Winston Churchill dizia que bastam cinco minutos de conversa com um eleitor
médio para conhecer o pior aspecto de uma escolha popular. Por outro lado, o
mesmo Churchill sabia que a democracia era o pior regime, exceto todos os
demais. Ou seja, no processo de escolha popular para coisas públicas, haverá
muita decisão medíocre, o processo de persuasão será lento, imperfeito e o
risco do populismo jamais deve ser descartado.

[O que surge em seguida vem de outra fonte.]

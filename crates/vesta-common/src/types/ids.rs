//! Identifier types for temporary tables.
//!
//! These types provide type-safe wrappers around numeric identifiers,
//! preventing accidental misuse of different ID types.

use serde::{Deserialize, Serialize};
use std::fmt;

/// Temporary table identifier.
///
/// Every table created by a storage engine receives a fresh id, which is
/// also used to name its on-disk file and to tag log lines.
///
/// # Example
///
/// ```rust
/// use vesta_common::types::TableId;
///
/// let id = TableId::new(42);
/// assert_eq!(id.as_u64(), 42);
/// assert_eq!(id.next(), TableId::new(43));
/// ```
#[derive(Clone, Copy, PartialEq, Eq, PartialOrd, Ord, Hash, Serialize, Deserialize)]
#[repr(transparent)]
pub struct TableId(u64);

impl TableId {
    /// First id handed out by an engine.
    pub const FIRST: Self = Self(1);

    /// Creates a new `TableId` from a raw u64 value.
    #[inline]
    #[must_use]
    pub const fn new(id: u64) -> Self {
        Self(id)
    }

    /// Returns the raw u64 value.
    #[inline]
    #[must_use]
    pub const fn as_u64(self) -> u64 {
        self.0
    }

    /// Returns the next table ID.
    #[inline]
    #[must_use]
    pub const fn next(self) -> Self {
        Self(self.0.saturating_add(1))
    }
}

impl fmt::Debug for TableId {
    fn fmt(&self, f: &mut fmt::Formatter<'_>) -> fmt::Result {
        write!(f, "TableId({})", self.0)
    }
}

impl fmt::Display for TableId {
    fn fmt(&self, f: &mut fmt::Formatter<'_>) -> fmt::Result {
        write!(f, "#tmp{}", self.0)
    }
}

impl From<u64> for TableId {
    #[inline]
    fn from(id: u64) -> Self {
        Self::new(id)
    }
}

/// Position of a row inside one table representation.
///
/// Row ids are dense and assigned in insertion order; they are only
/// meaningful for the representation that assigned them and are not
/// preserved across promotion.
#[derive(Clone, Copy, PartialEq, Eq, PartialOrd, Ord, Hash, Serialize, Deserialize)]
#[repr(transparent)]
pub struct RowId(u64);

impl RowId {
    /// Creates a new `RowId` from a raw u64 value.
    #[inline]
    #[must_use]
    pub const fn new(id: u64) -> Self {
        Self(id)
    }

    /// Returns the raw u64 value.
    #[inline]
    #[must_use]
    pub const fn as_u64(self) -> u64 {
        self.0
    }

    /// Returns the row id as a slot index.
    #[inline]
    #[must_use]
    #[allow(clippy::cast_possible_truncation)]
    pub const fn as_index(self) -> usize {
        self.0 as usize
    }
}

impl fmt::Debug for RowId {
    fn fmt(&self, f: &mut fmt::Formatter<'_>) -> fmt::Result {
        write!(f, "RowId({})", self.0)
    }
}

impl From<usize> for RowId {
    #[inline]
    fn from(index: usize) -> Self {
        Self(index as u64)
    }
}
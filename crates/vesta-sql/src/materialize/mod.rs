//! Materialization of set-operation results.
//!
//! A compound query expression (`UNION`, `INTERSECT`, recursive CTEs) writes
//! the rows of every branch into one temporary table:
//!
//! ```text
//!   branch rows ──► SetOpSink::insert
//!                      │  project + encode
//!                      │  hash lookup (HashPseudoKey only)
//!                      ▼
//!                 TableHandler::write_row ──► TableFull? ──► promote to disk, retry once
//! ```
//!
//! The [`DeduplicationStrategy`] is chosen once, when the table is
//! provisioned, from the expression's [`QueryShape`].
//!
//! ## Example
//!
//! ```rust
//! use std::sync::Arc;
//!
//! use vesta_sql::executor::{Row, Value};
//! use vesta_sql::materialize::{ColumnDescriptor, CreateOptions, InsertOutcome, QueryShape, SetOpSink};
//! use vesta_sql::types::DataType;
//! use vesta_storage::DefaultEngine;
//!
//! let mut sink = SetOpSink::new(Arc::new(DefaultEngine::default()));
//! sink.prepare(QueryShape::new());
//! sink.create_result_table(
//!     &[ColumnDescriptor::new("id", DataType::Int)],
//!     true,
//!     &CreateOptions::default(),
//!     "u",
//!     false,
//!     true,
//! )?;
//!
//! let row = Row::new(vec![Value::int(1)]);
//! assert_eq!(sink.insert(&row)?, InsertOutcome::Inserted);
//! assert_eq!(sink.insert(&row)?, InsertOutcome::DuplicateRejected);
//! assert_eq!(sink.row_count(), 1);
//! # Ok::<(), vesta_sql::materialize::SinkError>(())
//! ```

mod dedup;
mod error;
mod params;
mod provision;
mod sink;

pub use dedup::DeduplicationStrategy;
pub use error::{SinkError, SinkResult};
pub use params::{
    ColumnDescriptor, CreateOptions, FieldTypeCounts, MaterializationParameters, QueryShape,
};
pub use provision::{provision, MaterializedTable};
pub use sink::{InsertOutcome, SetOpSink};
//! Temporary table engine: allocation and promotion.

use std::fmt;

use parking_lot::Mutex;
use vesta_common::{TableId, TempTableConfig, HEAP_ROW_OVERHEAD};

use crate::disk::DiskTable;
use crate::error::{HandlerError, HandlerResult};
use crate::handler::{ExtraFlag, TableHandler};
use crate::heap::HeapTable;
use crate::spec::{Representation, TableSpec};

/// Factory for temporary tables.
///
/// `promote` builds a complete on-disk copy of an in-memory table and hands
/// it back; the caller swaps it in for the old handler, so no caller ever
/// sees a half-promoted table.
pub trait TempTableEngine: Send + Sync + fmt::Debug {
    /// Allocates a new, empty table.
    ///
    /// # Errors
    ///
    /// Fails if the storage cannot construct the requested representation.
    fn create(&self, spec: &TableSpec) -> HandlerResult<Box<dyn TableHandler>>;

    /// Builds the on-disk representation of `from`.
    ///
    /// The returned handler holds every row of `from`, has the same table id,
    /// key and duplicate handling, and has its hash index closed.
    ///
    /// # Errors
    ///
    /// Fails if `from` cannot be promoted further or the copy fails.
    fn promote(&self, from: &mut dyn TableHandler) -> HandlerResult<Box<dyn TableHandler>>;
}

/// Counters kept by [`DefaultEngine`].
#[derive(Debug, Clone, Copy, Default, PartialEq, Eq)]
pub struct EngineStats {
    /// Tables created in memory.
    pub heap_tables_created: u64,
    /// Tables created directly on disk.
    pub disk_tables_created: u64,
    /// Successful promotions.
    pub promotions: u64,
}

#[derive(Debug)]
struct EngineState {
    next_id: TableId,
    stats: EngineStats,
}

/// Engine backed by [`HeapTable`] and [`DiskTable`].
#[derive(Debug)]
pub struct DefaultEngine {
    config: TempTableConfig,
    state: Mutex<EngineState>,
}

impl DefaultEngine {
    /// Creates an engine with the given configuration.
    ///
    /// # Errors
    ///
    /// Returns [`HandlerError::ConfigError`] if the configuration is invalid.
    pub fn new(config: TempTableConfig) -> HandlerResult<Self> {
        config.validate().map_err(HandlerError::config_error)?;
        Ok(Self::with_validated(config))
    }

    fn with_validated(config: TempTableConfig) -> Self {
        Self {
            config,
            state: Mutex::new(EngineState {
                next_id: TableId::FIRST,
                stats: EngineStats::default(),
            }),
        }
    }

    /// Returns the engine configuration.
    pub fn config(&self) -> &TempTableConfig {
        &self.config
    }

    /// Returns a snapshot of the engine counters.
    pub fn stats(&self) -> EngineStats {
        self.state.lock().stats
    }

    fn allocate_id(&self) -> TableId {
        let mut state = self.state.lock();
        let id = state.next_id;
        state.next_id = id.next();
        id
    }

    /// Returns true if a single row of the spec's width cannot fit in memory.
    fn too_wide_for_heap(&self, spec: &TableSpec) -> bool {
        spec.record_width + HEAP_ROW_OVERHEAD > self.config.max_heap_table_size
    }
}

impl Default for DefaultEngine {
    fn default() -> Self {
        Self::with_validated(TempTableConfig::default())
    }
}

impl TempTableEngine for DefaultEngine {
    fn create(&self, spec: &TableSpec) -> HandlerResult<Box<dyn TableHandler>> {
        let id = self.allocate_id();

        if spec.requires_disk() || self.too_wide_for_heap(spec) {
            let table = DiskTable::create(id, spec.clone(), &self.config).map_err(|e| {
                HandlerError::out_of_resources(format!("cannot create on-disk table {id}: {e}"))
            })?;
            self.state.lock().stats.disk_tables_created += 1;
            tracing::debug!(table = %id, name = %spec.name, "created on-disk temporary table");
            return Ok(Box::new(table));
        }

        self.state.lock().stats.heap_tables_created += 1;
        tracing::debug!(table = %id, name = %spec.name, "created in-memory temporary table");
        Ok(Box::new(HeapTable::new(id, spec.clone(), &self.config)))
    }

    fn promote(&self, from: &mut dyn TableHandler) -> HandlerResult<Box<dyn TableHandler>> {
        if from.representation() == Representation::OnDisk {
            return Err(HandlerError::not_supported(format!(
                "table {} is already on disk",
                from.id()
            )));
        }

        let mut table = DiskTable::create(from.id(), from.spec().clone(), &self.config)?;
        if from.ignores_duplicates() {
            table.extra(ExtraFlag::IgnoreDupKey);
        }
        for record in from.scan()? {
            table.write_row(record)?;
        }

        self.state.lock().stats.promotions += 1;
        tracing::info!(
            table = %from.id(),
            rows = table.row_count(),
            bytes = table.data_bytes(),
            "promoted temporary table to disk"
        );
        Ok(Box::new(table))
    }
}
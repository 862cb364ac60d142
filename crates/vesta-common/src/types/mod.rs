//! Type definitions for Vesta.

mod ids;

pub use ids::{RowId, TableId};
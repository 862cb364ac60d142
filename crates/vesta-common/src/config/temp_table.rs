//! Temporary table configuration.

use serde::{Deserialize, Serialize};
use std::path::PathBuf;

use crate::constants::{
    DEFAULT_MAX_HEAP_TABLE_SIZE, DEFAULT_MAX_UNIQUE_KEY_LENGTH, HASH_COLUMN_WIDTH,
    MIN_HEAP_TABLE_SIZE,
};

/// Sizing of materialized temporary tables.
///
/// Tables start in memory and are moved to disk once they outgrow
/// `max_heap_table_size` (or `max_heap_rows`, whichever is hit first).
///
/// # Example
///
/// ```rust
/// use vesta_common::config::TempTableConfig;
///
/// let config = TempTableConfig::default();
/// assert_eq!(config.max_heap_table_size, 16 * 1024 * 1024);
/// assert!(config.max_heap_rows.is_none());
/// ```
#[derive(Debug, Clone, PartialEq, Eq, Serialize, Deserialize)]
#[serde(default)]
pub struct TempTableConfig {
    /// Capacity of the in-memory representation in bytes.
    /// Default: 16777216 (16 MB)
    pub max_heap_table_size: usize,

    /// Optional row cap of the in-memory representation.
    /// Default: none
    pub max_heap_rows: Option<u64>,

    /// Optional byte cap of the on-disk representation.
    /// Default: none (bounded by the filesystem)
    pub max_disk_table_size: Option<u64>,

    /// Directory for on-disk table files.
    /// Default: the system temporary directory
    pub tmp_dir: Option<PathBuf>,

    /// Widest row a native unique key may cover, in bytes.
    /// Default: 3072
    pub max_unique_key_length: usize,
}

impl Default for TempTableConfig {
    fn default() -> Self {
        Self {
            max_heap_table_size: DEFAULT_MAX_HEAP_TABLE_SIZE,
            max_heap_rows: None,
            max_disk_table_size: None,
            tmp_dir: None,
            max_unique_key_length: DEFAULT_MAX_UNIQUE_KEY_LENGTH,
        }
    }
}

impl TempTableConfig {
    /// Creates a configuration with default values.
    #[must_use]
    pub fn new() -> Self {
        Self::default()
    }

    /// Creates a small configuration for testing.
    ///
    /// In-memory tables hold at most 64 rows so promotion is easy to reach.
    #[must_use]
    pub fn for_testing() -> Self {
        Self {
            max_heap_table_size: MIN_HEAP_TABLE_SIZE,
            max_heap_rows: Some(64),
            ..Default::default()
        }
    }

    /// Sets the in-memory capacity in bytes.
    #[must_use]
    pub fn with_max_heap_table_size(mut self, bytes: usize) -> Self {
        self.max_heap_table_size = bytes;
        self
    }

    /// Sets the in-memory row cap.
    #[must_use]
    pub fn with_max_heap_rows(mut self, rows: u64) -> Self {
        self.max_heap_rows = Some(rows);
        self
    }

    /// Sets the on-disk byte cap.
    #[must_use]
    pub fn with_max_disk_table_size(mut self, bytes: u64) -> Self {
        self.max_disk_table_size = Some(bytes);
        self
    }

    /// Sets the directory for on-disk table files.
    #[must_use]
    pub fn with_tmp_dir(mut self, dir: impl Into<PathBuf>) -> Self {
        self.tmp_dir = Some(dir.into());
        self
    }

    /// Sets the maximum native unique key width.
    #[must_use]
    pub fn with_max_unique_key_length(mut self, bytes: usize) -> Self {
        self.max_unique_key_length = bytes;
        self
    }

    /// Validates the configuration and returns an error if invalid.
    ///
    /// # Errors
    ///
    /// Returns a description of the first invalid setting.
    pub fn validate(&self) -> Result<(), String> {
        if self.max_heap_table_size < MIN_HEAP_TABLE_SIZE {
            return Err(format!(
                "max_heap_table_size must be at least {MIN_HEAP_TABLE_SIZE} bytes"
            ));
        }

        if self.max_heap_rows == Some(0) {
            return Err("max_heap_rows must be greater than 0".to_string());
        }

        if self.max_unique_key_length < HASH_COLUMN_WIDTH {
            return Err(format!(
                "max_unique_key_length must be at least {HASH_COLUMN_WIDTH} bytes"
            ));
        }

        if let Some(dir) = &self.tmp_dir {
            if dir.as_os_str().is_empty() {
                return Err("tmp_dir must not be empty".to_string());
            }
        }

        Ok(())
    }
}

#[cfg(test)]
mod tests {
    use super::*;

    #[test]
    fn test_default_config_is_valid() {
        assert!(TempTableConfig::default().validate().is_ok());
        assert!(TempTableConfig::for_testing().validate().is_ok());
    }

    #[test]
    fn test_validate_rejects_tiny_heap() {
        let config = TempTableConfig::default().with_max_heap_table_size(1024);
        let err = config.validate().unwrap_err();
        assert!(err.contains("max_heap_table_size"));
    }

    #[test]
    fn test_validate_rejects_zero_rows() {
        let config = TempTableConfig::default().with_max_heap_rows(0);
        assert!(config.validate().is_err());
    }

    #[test]
    fn test_validate_rejects_empty_tmp_dir() {
        let config = TempTableConfig::default().with_tmp_dir("");
        assert!(config.validate().is_err());
    }

    #[test]
    fn test_partial_config_uses_defaults() {
        let config: TempTableConfig =
            serde_json::from_str(r#"{"max_heap_rows": 10, "tmp_dir": "/var/tmp"}"#).unwrap();
        assert_eq!(config.max_heap_rows, Some(10));
        assert_eq!(config.tmp_dir, Some(PathBuf::from("/var/tmp")));
        assert_eq!(config.max_heap_table_size, DEFAULT_MAX_HEAP_TABLE_SIZE);
        assert_eq!(config.max_unique_key_length, DEFAULT_MAX_UNIQUE_KEY_LENGTH);
    }
}
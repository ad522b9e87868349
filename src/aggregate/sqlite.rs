use super::AggregateIdioms;
use crate::dialect::Dialect;

/// SQLite has no FILTER clause and no statistics functions; the missing ones
///  are computed with subqueries over the source table.
#[derive(Debug, Clone, Copy)]
pub struct Sqlite;

impl AggregateIdioms for Sqlite {
    fn dialect(&self) -> Dialect {
        Dialect::Sqlite
    }

    fn percent_of_rows(&self, count: &str) -> String {
        format!("({count} * 100.0 / IFNULL(COUNT(*), 0))")
    }

    fn json_is_empty(&self, q: &str) -> String {
        format!("json_array_length({q}) IS NULL")
    }

    fn json_count_distinct(&self, q: &str) -> String {
        format!("COUNT(DISTINCT json_extract({q}, '$'))")
    }

    fn std_dev(&self, q: &str, filter: Option<&str>, source_table: Option<&str>) -> Option<String> {
        let table = source_table?;
        let filter = filter.map(|cond| format!(" WHERE {cond}")).unwrap_or_default();
        Some(format!(
            "(SELECT SQRT(AVG((stddev_value - stddev_mean) * (stddev_value - stddev_mean))) \
             FROM (SELECT {q} AS stddev_value, (SELECT AVG({q}) FROM {table}{filter}) AS stddev_mean \
             FROM {table}{filter}))"
        ))
    }

    // Skip to the middle row(s) of the ordered values, averaging two of them
    //  for an even count. LIMIT and OFFSET take subqueries here.
    fn median(&self, q: &str, source_table: Option<&str>) -> Option<String> {
        let table = source_table?;
        Some(format!(
            "(SELECT AVG(median_value) FROM (SELECT {q} AS median_value FROM {table} \
             WHERE {q} IS NOT NULL ORDER BY median_value \
             LIMIT 2 - (SELECT COUNT({q}) FROM {table}) % 2 \
             OFFSET (SELECT (COUNT({q}) - 1) / 2 FROM {table})))"
        ))
    }

    fn date_range(&self, q: &str) -> String {
        format!("CAST(JULIANDAY(MAX({q})) - JULIANDAY(MIN({q})) AS INTEGER)")
    }

    fn month_range(&self, q: &str) -> String {
        format!(
            "((strftime('%Y', MAX({q})) * 12 + strftime('%m', MAX({q}))) \
             - (strftime('%Y', MIN({q})) * 12 + strftime('%m', MIN({q}))))"
        )
    }

    fn attachment_size(&self, q: &str, source_table: Option<&str>) -> Option<String> {
        let table = source_table?;
        Some(format!(
            "(SELECT SUM(CAST(json_extract(value, '$.size') AS INTEGER)) FROM {table}, json_each({q}))"
        ))
    }
}

#[cfg(test)]
mod tests {
    use pretty_assertions::assert_eq;

    use crate::{
        aggregate::{
            AggregationKind as K, SemanticType as T,
            tests::{aggregate, aggregate_in},
        },
        dialect::Dialect,
    };

    fn sqlite(ty: T, kind: K) -> String {
        aggregate(ty, kind, Dialect::Sqlite).unwrap()
    }

    #[test]
    fn conditional_counts() {
        assert_eq!(
            sqlite(T::Rating, K::CountEmpty),
            r#"COALESCE(SUM(CASE WHEN ("v") IS NULL OR ("v") = 0 THEN 1 ELSE 0 END), 0) AS "c1""#
        );
        assert_eq!(
            sqlite(T::LongText, K::PercentEmpty),
            r#"COALESCE((SUM(CASE WHEN ("v") IS NULL OR ("v") = '' THEN 1 ELSE 0 END) * 100.0 / IFNULL(COUNT(*), 0)), 0) AS "c1""#
        );
        assert_eq!(
            sqlite(T::Year, K::CountUnique),
            r#"COALESCE(COUNT(DISTINCT CASE WHEN ("v") IS NOT NULL THEN ("v") END), 0) AS "c1""#
        );
    }

    #[test]
    fn json() {
        assert_eq!(
            sqlite(T::Json, K::CountEmpty),
            r#"COALESCE(SUM(CASE WHEN json_array_length(("v")) IS NULL THEN 1 ELSE 0 END), 0) AS "c1""#
        );
        assert_eq!(
            sqlite(T::Json, K::CountUnique),
            r#"COALESCE(COUNT(DISTINCT json_extract(("v"), '$')), 0) AS "c1""#
        );
    }

    #[test]
    fn boolean() {
        assert_eq!(
            sqlite(T::Checkbox, K::PercentChecked),
            r#"COALESCE((SUM(CASE WHEN ("v") = 1 THEN 1 ELSE 0 END) * 100.0 / IFNULL(COUNT(*), 0)), 0) AS "c1""#
        );
        assert_eq!(
            sqlite(T::Checkbox, K::Unchecked),
            r#"COALESCE(SUM(CASE WHEN ("v") = 0 OR ("v") IS NULL THEN 1 ELSE 0 END), 0) AS "c1""#
        );
    }

    #[test]
    fn numerical() {
        assert_eq!(
            sqlite(T::Rating, K::Min),
            r#"COALESCE(MIN(CASE WHEN ("v") != 0 THEN ("v") ELSE NULL END), 0) AS "c1""#
        );
        assert_eq!(
            aggregate_in(T::Number, K::StdDev, Dialect::Sqlite, r#""t""#).unwrap(),
            concat!(
                r#"COALESCE((SELECT SQRT(AVG((stddev_value - stddev_mean) * (stddev_value - stddev_mean))) "#,
                r#"FROM (SELECT ("v") AS stddev_value, (SELECT AVG(("v")) FROM "t") AS stddev_mean "#,
                r#"FROM "t")), 0) AS "c1""#,
            )
        );
        assert_eq!(
            aggregate_in(T::Rating, K::StdDev, Dialect::Sqlite, r#""t""#).unwrap(),
            concat!(
                r#"COALESCE((SELECT SQRT(AVG((stddev_value - stddev_mean) * (stddev_value - stddev_mean))) "#,
                r#"FROM (SELECT ("v") AS stddev_value, (SELECT AVG(("v")) FROM "t" WHERE ("v") != 0) AS stddev_mean "#,
                r#"FROM "t" WHERE ("v") != 0)), 0) AS "c1""#,
            )
        );
        assert_eq!(
            aggregate_in(T::Number, K::Median, Dialect::Sqlite, r#""t""#).unwrap(),
            concat!(
                r#"COALESCE((SELECT AVG(median_value) FROM (SELECT ("v") AS median_value FROM "t" "#,
                r#"WHERE ("v") IS NOT NULL ORDER BY median_value "#,
                r#"LIMIT 2 - (SELECT COUNT(("v")) FROM "t") % 2 "#,
                r#"OFFSET (SELECT (COUNT(("v")) - 1) / 2 FROM "t"))), 0) AS "c1""#,
            )
        );
        assert_eq!(aggregate(T::Number, K::StdDev, Dialect::Sqlite), None);
    }

    #[test]
    fn dates() {
        assert_eq!(
            sqlite(T::Date, K::DateRange),
            r#"COALESCE(CAST(JULIANDAY(MAX(("v"))) - JULIANDAY(MIN(("v"))) AS INTEGER), 0) AS "c1""#
        );
        assert_eq!(
            sqlite(T::Date, K::MonthRange),
            concat!(
                r#"COALESCE(((strftime('%Y', MAX(("v"))) * 12 + strftime('%m', MAX(("v")))) "#,
                r#"- (strftime('%Y', MIN(("v"))) * 12 + strftime('%m', MIN(("v"))))), 0) AS "c1""#,
            )
        );
    }

    #[test]
    fn attachment_size() {
        assert_eq!(aggregate(T::Attachment, K::AttachmentSize, Dialect::Sqlite), None);
        assert_eq!(
            aggregate_in(T::Attachment, K::AttachmentSize, Dialect::Sqlite, r#""t""#).unwrap(),
            r#"COALESCE((SELECT SUM(CAST(json_extract(value, '$.size') AS INTEGER)) FROM "t", json_each(("v"))), 0) AS "c1""#
        );
    }
}
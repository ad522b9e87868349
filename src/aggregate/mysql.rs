use super::AggregateIdioms;
use crate::dialect::Dialect;

#[derive(Debug, Clone, Copy)]
pub struct MySql;

impl AggregateIdioms for MySql {
    fn dialect(&self) -> Dialect {
        Dialect::MySql
    }

    fn json_is_empty(&self, q: &str) -> String {
        format!("JSON_LENGTH({q}) IS NULL")
    }

    fn json_count_distinct(&self, q: &str) -> String {
        format!("COUNT(DISTINCT JSON_UNQUOTE(JSON_EXTRACT({q}, '$')))")
    }

    fn std_dev(&self, q: &str, filter: Option<&str>, _: Option<&str>) -> Option<String> {
        Some(match filter {
            Some(cond) => self.aggregate_where("STDDEV", q, cond),
            None => format!("STDDEV({q})"),
        })
    }

    // No MEDIAN or PERCENTILE_CONT, and LIMIT only takes constants, so the
    //  middle row(s) are picked by row number
    fn median(&self, q: &str, source_table: Option<&str>) -> Option<String> {
        let table = source_table?;
        Some(format!(
            "(SELECT AVG(median_value) FROM (SELECT {q} AS median_value, \
             ROW_NUMBER() OVER (ORDER BY {q}) AS median_row, COUNT(*) OVER () AS median_count \
             FROM {table} WHERE {q} IS NOT NULL) AS median_rows \
             WHERE median_row IN (FLOOR((median_count + 1) / 2), FLOOR((median_count + 2) / 2)))"
        ))
    }

    fn date_range(&self, q: &str) -> String {
        format!("TIMESTAMPDIFF(DAY, MIN({q}), MAX({q}))")
    }

    fn month_range(&self, q: &str) -> String {
        format!("PERIOD_DIFF(DATE_FORMAT(MAX({q}), '%Y%m'), DATE_FORMAT(MIN({q}), '%Y%m'))")
    }

    fn attachment_size(&self, q: &str, source_table: Option<&str>) -> Option<String> {
        let table = source_table?;
        Some(format!(
            "(SELECT SUM(JSON_EXTRACT(json_object, '$.size')) FROM {table} \
             CROSS JOIN JSON_TABLE(CAST({q} AS JSON), '$[*]' COLUMNS (json_object JSON PATH '$')) AS json_array)"
        ))
    }
}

Diante dessa realidade, não
foram poucos os que sonharam com uma espécie de administração burocrática de
iluminados, uma casta de tecnocratas que pudesse cuidar “cientificamente” das
coisas do Estado, sem essa pressão do povo “ignorante”. Nasce aí a “democracia
de gabinete”, o famoso “deep State”, um núcleo de ungidos que vai
controlar cada detalhe de nossas vidas, sem o devido escrutínio do povo.
Quando se diz “deep State”,
o que se tem em mente é um Estado dentro do Estado, um conluio de funcionários
públicos que, sem terem sido eleitos, dão as cartas no jogo político por
controlarem o aparato estatal. Vale notar que, como muitas coisas em política,
a ideia original dessa burocracia poderosa era louvável.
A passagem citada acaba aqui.